ComplianceMetric tells you what proportion of rows in a dataset comply with the given constraint. Again a filter can be applied before the metric is calculated. For example:

import com.github.timgent.dataflare.metrics.{ComplianceFn, MetricFilter}
import com.github.timgent.dataflare.metrics.MetricDescriptor.ComplianceMetric
import org.apache.spark.sql.functions.col

ComplianceMetric(ComplianceFn(col("fullName").isNotNull, "fullName is not null"), MetricFilter.noFilter)

CountDistinctValuesMetric

CountDistinctValuesMetric counts the number of distinct values in the given columns. A filter can be applied before the metric is calculated. For example:

import com.github.timgent.dataflare.metrics.MetricDescriptor.CountDistinctValuesMetric
import com.github.timgent.dataflare.metrics.MetricFilter

CountDistinctValuesMetric(List("firstName", "surname"), MetricFilter.noFilter)

DistinctnessMetric

DistinctnessMetric calculates, for a given set of columns, how unique those are across the whole dataset. A filter can be applied before the metric is calculated. For example:

import com.github.timgent.dataflare.metrics.MetricDescriptor.DistinctnessMetric
import com.github.timgent.dataflare.metrics.MetricFilter

DistinctnessMetric(List("firstName", "surname"), MetricFilter.noFilter)

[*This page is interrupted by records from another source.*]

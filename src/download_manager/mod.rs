//! Download orchestration.
//!
//! Owns the per-movie task state machine: at most one active fetch per movie,
//! a bounded pool of concurrent fetches, retries for transient failures and
//! cooperative cancellation.

mod models;
mod orchestrator;
mod retry_policy;

pub use models::{DownloadStatus, DownloadTask};
pub use orchestrator::DownloadOrchestrator;
pub use retry_policy::RetryPolicy;

use thiserror::Error;

use crate::cache_store::CacheError;
use crate::remote_fetch::TransferError;

/// Errors that end a fetch attempt.
#[derive(Debug, Error)]
pub enum DownloadError {
    #[error("Transfer failed: {0}")]
    Transfer(#[from] TransferError),

    #[error("Cache error: {0}")]
    Cache(#[from] CacheError),

    #[error("Catalog error: {0}")]
    Catalog(anyhow::Error),
}

impl DownloadError {
    /// Only transient transfer errors are worth another attempt.
    pub fn is_retryable(&self) -> bool {
        matches!(self, DownloadError::Transfer(e) if e.is_transient())
    }
}
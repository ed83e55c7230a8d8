use std::sync::Arc;

use serde::Serialize;
use tracing::debug;

use super::StreamError;
use crate::cache_store::{CacheError, CacheReader, CacheStore};
use crate::download_manager::DownloadOrchestrator;

/// Byte stream returned by [`StreamServer::read_range`].
pub type RangeStream = CacheReader;

/// A movie's availability as seen by streaming clients.
#[derive(Debug, Clone, Copy, PartialEq, Eq, Serialize)]
#[serde(rename_all = "SCREAMING_SNAKE_CASE")]
pub enum Availability {
    /// Not cached and no download in progress.
    Unavailable,
    /// A download is queued or running.
    Pending,
    /// Fully cached and readable.
    Available,
}

impl Availability {
    pub fn as_str(&self) -> &'static str {
        match self {
            Availability::Unavailable => "UNAVAILABLE",
            Availability::Pending => "PENDING",
            Availability::Available => "AVAILABLE",
        }
    }
}

#[derive(Debug, Clone, PartialEq, Eq, Serialize)]
pub struct StreamInfo {
    pub movie_id: String,
    pub size_bytes: u64,
    pub content_type: String,
    pub accepts_ranges: bool,
}

/// Gates reads on cache residency and serves byte ranges.
#[derive(Clone)]
pub struct StreamServer {
    cache: Arc<CacheStore>,
    orchestrator: DownloadOrchestrator,
}

impl StreamServer {
    pub fn new(cache: Arc<CacheStore>, orchestrator: DownloadOrchestrator) -> Self {
        Self {
            cache,
            orchestrator,
        }
    }

    pub fn availability(&self, movie_id: &str) -> Availability {
        if self.cache.is_resident(movie_id) {
            Availability::Available
        } else if self.orchestrator.is_active(movie_id) {
            Availability::Pending
        } else {
            Availability::Unavailable
        }
    }

    pub fn get_stream_info(&self, movie_id: &str) -> Result<StreamInfo, StreamError> {
        match self.cache.entry(movie_id) {
            Some(entry) => Ok(StreamInfo {
                movie_id: entry.movie_id,
                size_bytes: entry.size_bytes,
                content_type: entry.content_type,
                accepts_ranges: true,
            }),
            None => Err(self.not_ready(movie_id)),
        }
    }

    /// Opens `start..=end` of a resident movie. `end` defaults to the last
    /// byte. The entry stays pinned against eviction until the returned
    /// stream is dropped.
    pub async fn read_range(
        &self,
        movie_id: &str,
        start: u64,
        end: Option<u64>,
    ) -> Result<RangeStream, StreamError> {
        debug!("Reading {} bytes {}-{:?}", movie_id, start, end);
        self.cache
            .read(movie_id, start, end)
            .await
            .map_err(|e| match e {
                CacheError::NotResident(_) => self.not_ready(movie_id),
                CacheError::RangeNotSatisfiable { start, size } => {
                    StreamError::RangeNotSatisfiable { start, size }
                }
                CacheError::Io(e) => StreamError::Io(e),
                CacheError::InsufficientSpace { needed, quota } => StreamError::Io(
                    std::io::Error::other(format!(
                        "insufficient cache space: {} bytes needed, quota is {}",
                        needed, quota
                    )),
                ),
            })
    }

    fn not_ready(&self, movie_id: &str) -> StreamError {
        StreamError::VideoNotReady {
            movie_id: movie_id.to_string(),
            availability: self.availability(movie_id),
        }
    }
}
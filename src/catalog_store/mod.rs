//! Movie catalog storage.
//!
//! The acquisition core only needs a narrow view of the catalog: where a
//! movie lives remotely and a place to record whether it is cached locally.

mod memory_store;
mod models;
mod sqlite_store;

pub use memory_store::InMemoryCatalogStore;
pub use models::{Movie, RemoteReference};
pub use sqlite_store::SqliteCatalogStore;

use anyhow::Result;

/// Trait for catalog storage backends.
pub trait CatalogStore: Send + Sync {
    /// Get a movie by ID.
    fn get_movie(&self, movie_id: &str) -> Result<Option<Movie>>;

    /// List every movie in the catalog, ordered by title.
    fn list_movies(&self) -> Result<Vec<Movie>>;

    /// Insert or replace a movie record.
    fn upsert_movie(&self, movie: &Movie) -> Result<()>;

    /// Get the remote location descriptor for a movie.
    ///
    /// Fails if the movie does not exist.
    fn get_movie_remote_reference(&self, movie_id: &str) -> Result<RemoteReference>;

    /// Record that the movie's file is resident in the local cache.
    fn set_movie_cached(&self, movie_id: &str, size_bytes: u64) -> Result<()>;

    /// Record that the movie's file is no longer resident (evicted).
    fn set_movie_uncached(&self, movie_id: &str) -> Result<()>;
}
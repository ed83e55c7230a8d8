use axum::{http::StatusCode, response::IntoResponse};
use lazy_static::lazy_static;
use prometheus::{
    CounterVec, Encoder, Gauge, HistogramOpts, HistogramVec, IntCounter, IntCounterVec, IntGauge,
    Opts, Registry, TextEncoder,
};
use std::time::Duration;

/// Metric name prefix for all movie-vault metrics
const PREFIX: &str = "movie_vault";

lazy_static! {
    // Global Prometheus registry
    pub static ref REGISTRY: Registry = Registry::new();

    // HTTP Request Metrics
    pub static ref HTTP_REQUESTS_TOTAL: CounterVec = CounterVec::new(
        Opts::new(format!("{PREFIX}_http_requests_total"), "Total number of HTTP requests"),
        &["method", "path", "status"]
    ).expect("Failed to create http_requests_total metric");

    pub static ref HTTP_REQUEST_DURATION_SECONDS: HistogramVec = HistogramVec::new(
        HistogramOpts::new(
            format!("{PREFIX}_http_request_duration_seconds"),
            "HTTP request duration in seconds"
        )
        .buckets(vec![0.001, 0.01, 0.05, 0.1, 0.5, 1.0, 2.0, 5.0, 10.0]),
        &["method", "path"]
    ).expect("Failed to create http_request_duration_seconds metric");

    // Cache Metrics
    pub static ref CACHE_USED_BYTES: IntGauge = IntGauge::new(
        format!("{PREFIX}_cache_used_bytes"),
        "Bytes held by resident cache entries"
    ).expect("Failed to create cache_used_bytes metric");

    pub static ref CACHE_ENTRIES: IntGauge = IntGauge::new(
        format!("{PREFIX}_cache_entries"),
        "Number of resident cache entries"
    ).expect("Failed to create cache_entries metric");

    pub static ref CACHE_EVICTIONS_TOTAL: IntCounter = IntCounter::new(
        format!("{PREFIX}_cache_evictions_total"),
        "Total cache entries evicted to honour the quota"
    ).expect("Failed to create cache_evictions_total metric");

    // Download Metrics
    pub static ref DOWNLOADS_TOTAL: IntCounterVec = IntCounterVec::new(
        Opts::new(format!("{PREFIX}_downloads_total"), "Finished downloads by outcome"),
        &["outcome"]
    ).expect("Failed to create downloads_total metric");

    pub static ref DOWNLOAD_RETRIES_TOTAL: IntCounter = IntCounter::new(
        format!("{PREFIX}_download_retries_total"),
        "Total download attempts retried after a transient failure"
    ).expect("Failed to create download_retries_total metric");

    pub static ref DOWNLOADS_ACTIVE: IntGauge = IntGauge::new(
        format!("{PREFIX}_downloads_active"),
        "Downloads currently queued or transferring"
    ).expect("Failed to create downloads_active metric");

    pub static ref DOWNLOADED_BYTES_TOTAL: IntCounter = IntCounter::new(
        format!("{PREFIX}_downloaded_bytes_total"),
        "Total bytes committed to the cache from the remote store"
    ).expect("Failed to create downloaded_bytes_total metric");

    // Process Metrics
    pub static ref PROCESS_MEMORY_BYTES: Gauge = Gauge::new(
        format!("{PREFIX}_process_memory_bytes"),
        "Process memory usage in bytes"
    ).expect("Failed to create process_memory_bytes metric");
}

/// Initialize all metrics and register them with the Prometheus registry
pub fn init_metrics() {
    // Register all metrics - ignore errors if already registered (for tests)
    let _ = REGISTRY.register(Box::new(HTTP_REQUESTS_TOTAL.clone()));
    let _ = REGISTRY.register(Box::new(HTTP_REQUEST_DURATION_SECONDS.clone()));
    let _ = REGISTRY.register(Box::new(CACHE_USED_BYTES.clone()));
    let _ = REGISTRY.register(Box::new(CACHE_ENTRIES.clone()));
    let _ = REGISTRY.register(Box::new(CACHE_EVICTIONS_TOTAL.clone()));
    let _ = REGISTRY.register(Box::new(DOWNLOADS_TOTAL.clone()));
    let _ = REGISTRY.register(Box::new(DOWNLOAD_RETRIES_TOTAL.clone()));
    let _ = REGISTRY.register(Box::new(DOWNLOADS_ACTIVE.clone()));
    let _ = REGISTRY.register(Box::new(DOWNLOADED_BYTES_TOTAL.clone()));
    let _ = REGISTRY.register(Box::new(PROCESS_MEMORY_BYTES.clone()));

    tracing::info!("Metrics system initialized successfully");
}

/// Record an HTTP request
pub fn record_http_request(method: &str, path: &str, status: u16, duration: Duration) {
    HTTP_REQUESTS_TOTAL
        .with_label_values(&[method, path, &status.to_string()])
        .inc();

    HTTP_REQUEST_DURATION_SECONDS
        .with_label_values(&[method, path])
        .observe(duration.as_secs_f64());
}

/// Update the resident cache totals
pub fn set_cache_usage(used_bytes: u64, entries: usize) {
    CACHE_USED_BYTES.set(used_bytes as i64);
    CACHE_ENTRIES.set(entries as i64);
}

pub fn record_evictions(count: usize) {
    CACHE_EVICTIONS_TOTAL.inc_by(count as u64);
}

/// Record a download reaching a terminal state ("completed", "failed", "cancelled")
pub fn record_download_finished(outcome: &str, bytes: u64) {
    DOWNLOADS_TOTAL.with_label_values(&[outcome]).inc();
    if bytes > 0 {
        DOWNLOADED_BYTES_TOTAL.inc_by(bytes);
    }
}

pub fn record_download_retry() {
    DOWNLOAD_RETRIES_TOTAL.inc();
}

pub fn set_active_downloads(count: usize) {
    DOWNLOADS_ACTIVE.set(count as i64);
}

/// Collapses ids out of request paths so label cardinality stays bounded.
pub fn categorize_endpoint(path: &str) -> &'static str {
    if path.starts_with("/v1/stream/") {
        if path.ends_with("/info") {
            "stream_info"
        } else {
            "stream"
        }
    } else if path == "/v1/downloads/events" {
        "download_events"
    } else if path.starts_with("/v1/downloads") {
        "downloads"
    } else if path.starts_with("/v1/movies") {
        "movies"
    } else {
        "other"
    }
}

/// Update process memory usage
pub fn update_memory_usage() {
    #[cfg(target_os = "linux")]
    {
        if let Ok(status) = std::fs::read_to_string("/proc/self/status") {
            for line in status.lines() {
                if line.starts_with("VmRSS:") {
                    // Parse the RSS (Resident Set Size) in kB
                    if let Some(kb_str) = line.split_whitespace().nth(1) {
                        if let Ok(kb) = kb_str.parse::<f64>() {
                            PROCESS_MEMORY_BYTES.set(kb * 1024.0);
                            return;
                        }
                    }
                }
            }
        }
    }
}

/// Handler for the /metrics endpoint
pub async fn metrics_handler() -> impl IntoResponse {
    update_memory_usage();

    let encoder = TextEncoder::new();
    let metric_families = REGISTRY.gather();

    let mut buffer = vec![];
    match encoder.encode(&metric_families, &mut buffer) {
        Ok(()) => {
            let response = String::from_utf8(buffer).unwrap_or_else(|_| String::from(""));
            (StatusCode::OK, response)
        }
        Err(e) => {
            tracing::error!("Failed to encode metrics: {}", e);
            (
                StatusCode::INTERNAL_SERVER_ERROR,
                format!("Failed to encode metrics: {}", e),
            )
        }
    }
}
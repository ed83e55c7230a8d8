//! Request logging middleware

use super::super::state::ServerState;
use crate::server::metrics::{categorize_endpoint, record_http_request};
use axum::extract::State;
use axum::{
    body::Body,
    http::{header, Request, Response},
    middleware::Next,
};
use std::time::Instant;
use tracing::info;

#[derive(PartialEq, PartialOrd, Clone, Debug, Default, clap::ValueEnum)]
pub enum RequestsLoggingLevel {
    None,
    #[default]
    Path,
    Headers,
}

impl std::fmt::Display for RequestsLoggingLevel {
    fn fmt(&self, f: &mut std::fmt::Formatter<'_>) -> std::fmt::Result {
        write!(f, "{:?}", self)
    }
}

pub async fn log_requests(
    State(state): State<ServerState>,
    request: Request<Body>,
    next: Next,
) -> Response<Body> {
    let level = state.config.requests_logging_level.clone();

    let start = Instant::now();

    let method = request.method().to_string();
    let uri = request.uri().to_string();
    let path = request.uri().path().to_string();

    if level > RequestsLoggingLevel::None {
        match request.headers().get(header::RANGE) {
            Some(range) => info!(">>> {} {} [{:?}]", method, uri, range),
            None => info!(">>> {} {}", method, uri),
        }
    }

    if level >= RequestsLoggingLevel::Headers {
        info!("  Req Headers:");
        for header in request.headers().iter() {
            info!("    {:?}: {:?}", header.0, header.1);
        }
    }

    let response = next.run(request).await;

    if level >= RequestsLoggingLevel::Headers {
        info!("  Resp Headers:");
        for header in response.headers().iter() {
            info!("    {:?}: {:?}", header.0, header.1);
        }
    }

    let status = response.status().as_u16();
    let duration = start.elapsed();

    if level > RequestsLoggingLevel::None {
        info!("<<< {} ({}ms)", status, duration.as_millis());
    }

    record_http_request(&method, categorize_endpoint(&path), status, duration);

    response
}
mod file_config;

pub use file_config::{DownloadsConfig, FileConfig};

use crate::server::RequestsLoggingLevel;
use anyhow::{anyhow, bail, Context, Result};
use clap::ValueEnum;
use std::path::PathBuf;
use std::time::Duration;

/// CLI arguments that can be used for config resolution.
/// This struct mirrors the CLI arguments that can be overridden by TOML config.
#[derive(Debug, Clone, Default)]
pub struct CliConfig {
    pub catalog_db: Option<PathBuf>,
    pub storage_path: Option<PathBuf>,
    pub staging_path: Option<PathBuf>,
    pub max_cache_size: Option<String>,
    pub port: u16,
    pub metrics_port: u16,
    pub logging_level: RequestsLoggingLevel,
    pub remote_url: Option<String>,
    pub remote_token: Option<String>,
    pub remote_timeout_sec: u64,
}

#[derive(Debug, Clone)]
pub struct AppConfig {
    // Core settings
    pub catalog_db: PathBuf,
    pub port: u16,
    pub metrics_port: u16,
    pub logging_level: RequestsLoggingLevel,

    pub cache: CacheSettings,
    pub downloads: DownloadSettings,
    pub remote: RemoteSettings,
}

#[derive(Debug, Clone)]
pub struct CacheSettings {
    pub storage_path: PathBuf,
    /// Must live on the same filesystem as `storage_path` so that publishing
    /// a staged blob is a rename.
    pub staging_path: PathBuf,
    pub max_size_bytes: u64,
}

#[derive(Debug, Clone)]
pub struct RemoteSettings {
    pub base_url: String,
    pub auth_token: Option<String>,
    pub timeout_secs: u64,
}

#[derive(Debug, Clone)]
pub struct DownloadSettings {
    pub worker_concurrency: usize,
    pub chunk_size_bytes: u64,
    pub progress_throttle_ms: u64,
    pub stall_timeout_secs: u64,
    pub max_retries: u32,
    pub initial_backoff_ms: u64,
    pub max_backoff_ms: u64,
    pub backoff_multiplier: f64,
}

impl DownloadSettings {
    pub fn progress_throttle(&self) -> Duration {
        Duration::from_millis(self.progress_throttle_ms)
    }

    pub fn stall_timeout(&self) -> Duration {
        Duration::from_secs(self.stall_timeout_secs)
    }
}

impl Default for DownloadSettings {
    fn default() -> Self {
        Self {
            worker_concurrency: 2,
            chunk_size_bytes: 1024 * 1024,
            progress_throttle_ms: 250,
            stall_timeout_secs: 60,
            max_retries: 3,
            initial_backoff_ms: 2_000,
            max_backoff_ms: 60_000,
            backoff_multiplier: 2.0,
        }
    }
}

pub const DEFAULT_MAX_CACHE_SIZE: &str = "50 GiB";

impl AppConfig {
    /// Resolve configuration from CLI arguments and optional TOML file config.
    /// TOML values override CLI values where present.
    pub fn resolve(cli: &CliConfig, file_config: Option<FileConfig>) -> Result<Self> {
        let file = file_config.unwrap_or_default();

        let catalog_db = file
            .catalog_db
            .map(PathBuf::from)
            .or_else(|| cli.catalog_db.clone())
            .ok_or_else(|| {
                anyhow!("catalog_db must be specified via --catalog-db or in config file")
            })?;

        let storage_path = file
            .storage_path
            .map(PathBuf::from)
            .or_else(|| cli.storage_path.clone())
            .ok_or_else(|| {
                anyhow!("storage_path must be specified via --storage-path or in config file")
            })?;
        if storage_path.exists() && !storage_path.is_dir() {
            bail!("storage_path is not a directory: {:?}", storage_path);
        }

        let staging_path = file
            .staging_path
            .map(PathBuf::from)
            .or_else(|| cli.staging_path.clone())
            .unwrap_or_else(|| storage_path.join(".staging"));
        if staging_path == storage_path {
            bail!(
                "staging_path must differ from storage_path: {:?}",
                storage_path
            );
        }

        let max_cache_size = file
            .max_cache_size
            .or_else(|| cli.max_cache_size.clone())
            .unwrap_or_else(|| DEFAULT_MAX_CACHE_SIZE.to_string());
        let max_size_bytes = parse_size(&max_cache_size)
            .with_context(|| format!("Invalid max_cache_size: {}", max_cache_size))?;
        if max_size_bytes == 0 {
            bail!("max_cache_size must be greater than zero");
        }

        let port = file.port.unwrap_or(cli.port);
        let metrics_port = file.metrics_port.unwrap_or(cli.metrics_port);

        let logging_level = file
            .logging_level
            .and_then(|s| parse_logging_level(&s))
            .unwrap_or_else(|| cli.logging_level.clone());

        let base_url = file
            .remote_url
            .or_else(|| cli.remote_url.clone())
            .ok_or_else(|| {
                anyhow!("remote_url must be specified via --remote-url or in config file")
            })?;
        let remote = RemoteSettings {
            base_url: base_url.trim_end_matches('/').to_string(),
            auth_token: file.remote_token.or_else(|| cli.remote_token.clone()),
            timeout_secs: file.remote_timeout_sec.unwrap_or(cli.remote_timeout_sec),
        };

        // Download settings - merge file config with defaults
        let defaults = DownloadSettings::default();
        let dl_file = file.downloads.unwrap_or_default();
        let chunk_size_bytes = match dl_file.chunk_size {
            Some(s) => parse_size(&s).with_context(|| format!("Invalid chunk_size: {}", s))?,
            None => defaults.chunk_size_bytes,
        };
        let downloads = DownloadSettings {
            worker_concurrency: dl_file
                .worker_concurrency
                .unwrap_or(defaults.worker_concurrency),
            chunk_size_bytes,
            progress_throttle_ms: dl_file
                .progress_throttle_ms
                .unwrap_or(defaults.progress_throttle_ms),
            stall_timeout_secs: dl_file
                .stall_timeout_secs
                .unwrap_or(defaults.stall_timeout_secs),
            max_retries: dl_file.max_retries.unwrap_or(defaults.max_retries),
            initial_backoff_ms: dl_file
                .initial_backoff_ms
                .unwrap_or(defaults.initial_backoff_ms),
            max_backoff_ms: dl_file.max_backoff_ms.unwrap_or(defaults.max_backoff_ms),
            backoff_multiplier: dl_file
                .backoff_multiplier
                .unwrap_or(defaults.backoff_multiplier),
        };
        if downloads.worker_concurrency == 0 {
            bail!("downloads.worker_concurrency must be at least 1");
        }
        if downloads.chunk_size_bytes == 0 {
            bail!("downloads.chunk_size must be greater than zero");
        }

        Ok(Self {
            catalog_db,
            port,
            metrics_port,
            logging_level,
            cache: CacheSettings {
                storage_path,
                staging_path,
                max_size_bytes,
            },
            downloads,
            remote,
        })
    }
}

/// Parses a human readable size ("50 GiB", "512 KiB", "1048576").
pub fn parse_size(s: &str) -> Result<u64> {
    let byte = byte_unit::Byte::parse_str(s.trim(), true).map_err(|e| anyhow!("{}", e))?;
    Ok(byte.as_u64())
}

/// Parses a logging level string into RequestsLoggingLevel.
/// Uses clap's ValueEnum trait for parsing.
fn parse_logging_level(s: &str) -> Option<RequestsLoggingLevel> {
    RequestsLoggingLevel::from_str(s, true).ok()
}

#[cfg(test)]
mod tests {
    use super::*;
    use tempfile::TempDir;

    fn make_cli(storage: &TempDir) -> CliConfig {
        CliConfig {
            catalog_db: Some(storage.path().join("catalog.db")),
            storage_path: Some(storage.path().to_path_buf()),
            port: 3001,
            metrics_port: 9091,
            remote_url: Some("https://cloud.example.com/files/".to_string()),
            remote_timeout_sec: 300,
            ..Default::default()
        }
    }

    #[test]
    fn test_parse_logging_level() {
        assert!(matches!(
            parse_logging_level("none"),
            Some(RequestsLoggingLevel::None)
        ));
        assert!(matches!(
            parse_logging_level("PATH"),
            Some(RequestsLoggingLevel::Path)
        ));
        assert!(parse_logging_level("invalid").is_none());
    }

    #[test]
    fn test_parse_size() {
        assert_eq!(parse_size("1048576").unwrap(), 1024 * 1024);
        assert_eq!(parse_size("1 MiB").unwrap(), 1024 * 1024);
        assert_eq!(parse_size("2GiB").unwrap(), 2 * 1024 * 1024 * 1024);
        assert!(parse_size("lots").is_err());
    }

    #[test]
    fn test_resolve_cli_only() {
        let temp_dir = TempDir::new().unwrap();
        let cli = make_cli(&temp_dir);

        let config = AppConfig::resolve(&cli, None).unwrap();

        assert_eq!(config.catalog_db, temp_dir.path().join("catalog.db"));
        assert_eq!(config.cache.storage_path, temp_dir.path());
        assert_eq!(config.cache.staging_path, temp_dir.path().join(".staging"));
        assert_eq!(
            config.cache.max_size_bytes,
            parse_size(DEFAULT_MAX_CACHE_SIZE).unwrap()
        );
        assert_eq!(config.port, 3001);
        assert_eq!(config.remote.base_url, "https://cloud.example.com/files");
        assert_eq!(config.downloads.worker_concurrency, 2);
        assert_eq!(config.downloads.chunk_size_bytes, 1024 * 1024);
        assert_eq!(config.downloads.progress_throttle_ms, 250);
    }

    #[test]
    fn test_resolve_toml_overrides_cli() {
        let temp_dir = TempDir::new().unwrap();
        let cli = CliConfig {
            max_cache_size: Some("1 GiB".to_string()),
            ..make_cli(&temp_dir)
        };
        let file_config = FileConfig {
            port: Some(4000),
            max_cache_size: Some("2 GiB".to_string()),
            logging_level: Some("headers".to_string()),
            downloads: Some(DownloadsConfig {
                worker_concurrency: Some(5),
                chunk_size: Some("64 KiB".to_string()),
                ..Default::default()
            }),
            ..Default::default()
        };

        let config = AppConfig::resolve(&cli, Some(file_config)).unwrap();

        assert_eq!(config.port, 4000);
        assert_eq!(config.cache.max_size_bytes, 2 * 1024 * 1024 * 1024);
        assert_eq!(config.logging_level, RequestsLoggingLevel::Headers);
        assert_eq!(config.downloads.worker_concurrency, 5);
        assert_eq!(config.downloads.chunk_size_bytes, 64 * 1024);
        // CLI value used when TOML doesn't specify
        assert_eq!(config.metrics_port, 9091);
        assert_eq!(config.downloads.max_retries, 3);
    }

    #[test]
    fn test_resolve_rejects_staging_equal_to_storage() {
        let temp_dir = TempDir::new().unwrap();
        let cli = CliConfig {
            staging_path: Some(temp_dir.path().to_path_buf()),
            ..make_cli(&temp_dir)
        };
        let result = AppConfig::resolve(&cli, None);
        assert!(result
            .unwrap_err()
            .to_string()
            .contains("staging_path must differ from storage_path"));
    }

    #[test]
    fn test_resolve_missing_remote_url_error() {
        let temp_dir = TempDir::new().unwrap();
        let cli = CliConfig {
            remote_url: None,
            ..make_cli(&temp_dir)
        };
        let result = AppConfig::resolve(&cli, None);
        assert!(result
            .unwrap_err()
            .to_string()
            .contains("remote_url must be specified"));
    }

    #[test]
    fn test_resolve_missing_storage_path_error() {
        let temp_dir = TempDir::new().unwrap();
        let cli = CliConfig {
            storage_path: None,
            ..make_cli(&temp_dir)
        };
        let result = AppConfig::resolve(&cli, None);
        assert!(result
            .unwrap_err()
            .to_string()
            .contains("storage_path must be specified"));
    }

    #[test]
    fn test_resolve_storage_path_not_directory_error() {
        let temp_dir = TempDir::new().unwrap();
        let temp_file = tempfile::NamedTempFile::new().unwrap();
        let cli = CliConfig {
            storage_path: Some(temp_file.path().to_path_buf()),
            ..make_cli(&temp_dir)
        };
        let result = AppConfig::resolve(&cli, None);
        assert!(result.unwrap_err().to_string().contains("not a directory"));
    }

    #[test]
    fn test_resolve_rejects_zero_workers() {
        let temp_dir = TempDir::new().unwrap();
        let file_config = FileConfig {
            downloads: Some(DownloadsConfig {
                worker_concurrency: Some(0),
                ..Default::default()
            }),
            ..Default::default()
        };
        assert!(AppConfig::resolve(&make_cli(&temp_dir), Some(file_config)).is_err());
    }
}
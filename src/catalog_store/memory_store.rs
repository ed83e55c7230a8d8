//! In-memory catalog, used by tests and for running without a database.

use std::collections::HashMap;
use std::sync::Mutex;

use anyhow::{anyhow, Result};

use super::{CatalogStore, Movie, RemoteReference};

#[derive(Default)]
pub struct InMemoryCatalogStore {
    movies: Mutex<HashMap<String, Movie>>,
    cached_updates: Mutex<Vec<(String, u64)>>,
}

impl InMemoryCatalogStore {
    pub fn new() -> Self {
        Self::default()
    }

    pub fn with_movies(movies: impl IntoIterator<Item = Movie>) -> Self {
        let store = Self::new();
        {
            let mut map = store.movies.lock().unwrap();
            for movie in movies {
                map.insert(movie.id.clone(), movie);
            }
        }
        store
    }

    /// Every `set_movie_cached` call received, in order.
    pub fn cached_updates(&self) -> Vec<(String, u64)> {
        self.cached_updates.lock().unwrap().clone()
    }
}

impl CatalogStore for InMemoryCatalogStore {
    fn get_movie(&self, movie_id: &str) -> Result<Option<Movie>> {
        Ok(self.movies.lock().unwrap().get(movie_id).cloned())
    }

    fn list_movies(&self) -> Result<Vec<Movie>> {
        let mut movies: Vec<Movie> = self.movies.lock().unwrap().values().cloned().collect();
        movies.sort_by(|a, b| a.title.cmp(&b.title));
        Ok(movies)
    }

    fn upsert_movie(&self, movie: &Movie) -> Result<()> {
        self.movies
            .lock()
            .unwrap()
            .insert(movie.id.clone(), movie.clone());
        Ok(())
    }

    fn get_movie_remote_reference(&self, movie_id: &str) -> Result<RemoteReference> {
        self.movies
            .lock()
            .unwrap()
            .get(movie_id)
            .map(Movie::remote)
            .ok_or_else(|| anyhow!("Movie not found: {}", movie_id))
    }

    fn set_movie_cached(&self, movie_id: &str, size_bytes: u64) -> Result<()> {
        let mut movies = self.movies.lock().unwrap();
        let movie = movies
            .get_mut(movie_id)
            .ok_or_else(|| anyhow!("Movie not found: {}", movie_id))?;
        movie.cached = true;
        movie.file_size = Some(size_bytes);
        self.cached_updates
            .lock()
            .unwrap()
            .push((movie_id.to_string(), size_bytes));
        Ok(())
    }

    fn set_movie_uncached(&self, movie_id: &str) -> Result<()> {
        if let Some(movie) = self.movies.lock().unwrap().get_mut(movie_id) {
            movie.cached = false;
            movie.file_size = None;
        }
        Ok(())
    }
}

MinValueMetric and MaxValueMetric

These calculate the minimum/maximum value of a given column in a Dataset. You must specify if they operate on columns with Ints or Longs (by using OptLongMetric) or Doubles (by using OptDoubleMetric). A filter can be provided For example:

import com.github.timgent.dataflare.metrics.MetricDescriptor.MinValueMetric
import com.github.timgent.dataflare.metrics.MetricFilter
import com.github.timgent.dataflare.metrics.MetricValue.OptLongMetric

MinValueMetric[OptLongMetric]("age", MetricFilter.noFilter)

The reason these checks use OptLongMetric or OptDouble metric is because in the case of an empty Dataset the only sensible metric value to calculate is None. These types of metric value calculate metrics that are options to acknowledge this possibility.